Source : www.lesinrocks.com

Auteur : Fanny Marlier

Extraits :

« Diffusé sur Canal+ le 7 novembre, le documentaire "Just Kids" suit le parcours bouleversant de jeunes mineurs isolés étrangers qui ont constitué une équipe de football.
Issouf, 16 ans, assis sur son lit, appelle un à un les coéquipiers de son équipe de foot, sa "famille", pour leur annoncer le verdict : la juge a, enfin, accepté de le prendre en charge. Ému, il fond en larmes devant la caméra. "Je ne sais pas comment exprimer ma joie, j’ai tellement attendu ce moment", dit-il simplement. Originaire de Côte d’Ivoire, il est arrivé seul en France il y a bientôt deux ans. Comme ses amis, Steve et Dian Malal, il est ce que l’on appelle un "MIE" : un mineur isolé étranger. Pour pouvoir rester en France et être pris en charge, tous trois doivent prouver qu’ils sont mineurs à l’aide de documents officiels et de tests osseux dont la fiabilité reste à démontrer. Alors en attendant ils se débrouillent, dorment parfois dehors et...jouent au foot. Souvent. Ces trois jeunes africains sont mis à l’honneur dans le documentaire Just Kids, réalisé par Mathias Pardo pour Canal+. Un film qui retrace le parcours de ces adolescents arrivés au péril de leur vie et pour qui le "Melting Passes" deviendra bien plus encore qu’une simple équipe de foot.

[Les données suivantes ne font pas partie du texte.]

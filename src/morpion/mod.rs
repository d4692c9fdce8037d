use std::fmt;
use std::ops::Not;
use std::str::FromStr;

use thiserror::Error;

mod lines;
pub use lines::{Coord, LINES};

/// A player's mark. `X` always opens the game and is the side the evaluator
/// scores positively.
#[derive(Debug, Clone, Copy, Hash, PartialEq, Eq)]
pub enum Mark {
    X,
    O,
}

impl Not for Mark {
    type Output = Self;

    fn not(self) -> Self {
        match self {
            Mark::X => Mark::O,
            Mark::O => Mark::X,
        }
    }
}

impl From<Mark> for char {
    fn from(m: Mark) -> char {
        match m {
            Mark::X => 'X',
            Mark::O => 'O',
        }
    }
}

impl fmt::Display for Mark {
    fn fmt(&self, f: &mut fmt::Formatter<'_>) -> fmt::Result {
        write!(f, "{}", char::from(*self))
    }
}

#[derive(Debug, Clone, Copy, PartialEq, Eq, Error)]
pub enum MoveError {
    #[error("cell {x}, {y} is already taken")]
    CellOccupied { x: usize, y: usize },

    #[error("it is {expected}'s turn, not {actor}'s")]
    WrongTurn { expected: Mark, actor: Mark },

    #[error("cell {x}, {y} is off the board")]
    OutOfBounds { x: usize, y: usize },
}

#[derive(Debug, Clone, PartialEq, Eq, Error)]
pub enum ParseBoardError {
    #[error("expected 9 cells, got {0}")]
    Length(usize),

    #[error("invalid cell character '{0}'")]
    Cell(char),

    #[error("impossible mark counts: X={x}, O={o}")]
    Counts { x: usize, o: usize },
}

/// A 3x3 grid plus the side to move.
///
/// States are plain values: applying a move produces a new state and leaves
/// the original untouched, so every search branch owns its own snapshot.
#[derive(Debug, Clone, Copy, Hash, PartialEq, Eq)]
pub struct BoardState {
    cells: [Option<Mark>; 9],
    turn: Mark,
}

impl Default for BoardState {
    fn default() -> Self {
        Self::new()
    }
}

impl BoardState {
    pub fn new() -> Self {
        BoardState {
            cells: [None; 9],
            turn: Mark::X,
        }
    }

    pub fn turn(&self) -> Mark {
        self.turn
    }

    /// The mark at `c`; `None` for an empty cell or one off the board.
    pub fn get(&self, c: Coord) -> Option<Mark> {
        if !c.in_bounds() {
            return None;
        }
        self.cells[c.idx()]
    }

    pub fn cells(&self) -> &[Option<Mark>; 9] {
        &self.cells
    }

    pub fn apply_move(&self, actor: Mark, x: usize, y: usize) -> Result<BoardState, MoveError> {
        let c = Coord(x, y);
        if !c.in_bounds() {
            return Err(MoveError::OutOfBounds { x, y });
        }

        if actor != self.turn {
            return Err(MoveError::WrongTurn {
                expected: self.turn,
                actor,
            });
        }

        if self.cells[c.idx()].is_some() {
            return Err(MoveError::CellOccupied { x, y });
        }

        let mut res = *self;
        res.cells[c.idx()] = Some(actor);
        res.turn = !actor;
        Ok(res)
    }

    /// The mark holding a complete line, if any.
    pub fn winner(&self) -> Option<Mark> {
        LINES.iter().find_map(|line| {
            let (a, b, c) = (self.get(line[0]), self.get(line[1]), self.get(line[2]));
            match a {
                Some(m) if b == a && c == a => Some(m),
                _ => None,
            }
        })
    }

    pub fn is_won(&self) -> bool {
        self.winner().is_some()
    }

    pub fn has_legal_moves(&self) -> bool {
        self.cells.iter().any(Option::is_none)
    }

    pub fn is_terminal(&self) -> bool {
        self.is_won() || !self.has_legal_moves()
    }

    /// Empty cells in row-major order. Move selection breaks ties on this
    /// order, so it must stay stable.
    pub fn legal_moves(&self) -> Vec<Coord> {
        (0..9)
            .filter(|&i| self.cells[i].is_none())
            .map(Coord::from_idx)
            .collect()
    }

    /// First cell (row-major) where the two grids disagree.
    pub fn diff(&self, other: &BoardState) -> Option<Coord> {
        (0..9)
            .find(|&i| self.cells[i] != other.cells[i])
            .map(Coord::from_idx)
    }

    pub fn count(&self, mark: Mark) -> usize {
        self.cells.iter().filter(|&&c| c == Some(mark)).count()
    }
}

impl fmt::Display for BoardState {
    fn fmt(&self, f: &mut fmt::Formatter<'_>) -> fmt::Result {
        writeln!(f, "   0   1   2")?;
        for y in 0..3 {
            if y > 0 {
                writeln!(f, "  ---+---+---")?;
            }
            let row: Vec<char> = (0..3)
                .map(|x| self.get(Coord(x, y)).map(char::from).unwrap_or(' '))
                .collect();
            writeln!(f, "{}  {} | {} | {}", y, row[0], row[1], row[2])?;
        }
        Ok(())
    }
}

impl FromStr for BoardState {
    type Err = ParseBoardError;

    // e.g. "XO./.X./..O"; separators and whitespace are ignored
    fn from_str(s: &str) -> Result<Self, Self::Err> {
        let mut cells = Vec::with_capacity(9);
        for ch in s.chars().filter(|c| !c.is_whitespace() && *c != '/') {
            let cell = match ch {
                'X' | 'x' => Some(Mark::X),
                'O' | 'o' => Some(Mark::O),
                '.' | '_' | '-' => None,
                other => return Err(ParseBoardError::Cell(other)),
            };
            cells.push(cell);
        }

        let cells: [Option<Mark>; 9] = cells
            .try_into()
            .map_err(|v: Vec<_>| ParseBoardError::Length(v.len()))?;

        let mut res = BoardState {
            cells,
            turn: Mark::X,
        };

        let (x, o) = (res.count(Mark::X), res.count(Mark::O));
        res.turn = match x.checked_sub(o) {
            Some(0) => Mark::X,
            Some(1) => Mark::O,
            _ => return Err(ParseBoardError::Counts { x, o }),
        };

        Ok(res)
    }
}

Tout commence en juin 2016. Maud, Pierre, et Léo, étudiants en droit, assistent des mineurs isolés étrangers dans leurs démarches juridiques. Ils discutent, et échangent, avec ces adolescents livrés à eux-mêmes et pour qui le temps est souvent long. Certains parlent de leur passion pour le ballon rond héritée de leur pays d’origine. Alors les trois étudiants prennent une grande initiative : créer et entraîner une équipe de foot de mineurs sans papiers. Son nom ? "Melting Passes" (en référence à la métaphore "Melting Pot" qui désigne la politique d’intégration).

Deuxième division

Seulement voilà, il est impossible pour eux d’obtenir une licence de la FFF. Qu’importe, Maud Angliviel les inscrit au championnat de la fédération héritière du mouvement ouvrier, la FSGT, Fédération Sportive et Gymnique du Travail. Petit à petit, l’équipe s’organise et lance une cagnotte en ligne. Les joueurs en sandales obtiennent de vrais crampons. Et le "Melting Passes" double son effectif allant jusqu’à compter une trentaine de footballeurs. Affrontant parfois des joueurs de deux fois leur taille ou leur âge, ces mineurs migrants vont très vite gravir les marches du championnat pour se hisser en deuxième division un an plus tard.
(...)

Comme un bol d’air dans leur quotidien, ils s’entraînent, et se donnent à fond. Mais au-delà de l’histoire de cette équipe de foot au destin singulier, se dresse le portrait de la crise migratoire. Ils ont entre 13 et 17 ans et ont tout quitté dans l’espoir d’un avenir meilleur. C’est le cas d’Issouf, qui le soir, après l’entrainement, retourne à Jaurès, dormir sous le pont du métro aérien. A Abidjan, il se rêvait joueur de foot professionnel avant qu’un recruteur ne le fasse venir en Italie, à Milan, puis ne lui donne jamais de nouvelles. "Je ne parle pas italien, je ne pouvais rien faire". Il arrive à Paris un soir d’hiver, Gare de Lyon, sans vêtement chaud et ne sachant pas où aller. "L’école ne veut pas me prendre parce que je n’ai pas la validation du juge, alors pendant ce temps je fais des va-et-vient dans le métro", raconte Issouf. Le capitaine de l’équipe, Dian Malal, est originaire du Cameroun. Âgé d’à peine 15 ans, il a dû traverser le Sénégal, la Mauritanie, puis la Libye où il est resté travailler pendant un an avant de rejoindre les côté italiennes via un bateau de fortune. "J’ai vu beaucoup de choses là bas", confie-t-il sans en dire plus, visiblement encore marqué.

Une famille

Tous attendent des réponses juridiques, des démarches administratives parfois très longues. "C’est problématique parce que, parfois, en cours de démarche ils deviennent majeur et donc ça n’a plus de sens", détaille Maud qui ajoute aussi : "Un jeune mineur qui n’a pas été pris en charge va beaucoup galérer pour avoir un titre de séjour à sa majorité." Pour Bertrand Chevalier, chef du service de pédiatrie de l’hôpital Ambroise Paré, "un âge osseux utilisé seul pour déterminer l’âge chronologique d’un enfant est une aberration (…) la marge d’erreur est tellement grande que l’on n’est incassable de savoir si un enfant a un peu moins de 18 ans ou un peu plus de 18 ans."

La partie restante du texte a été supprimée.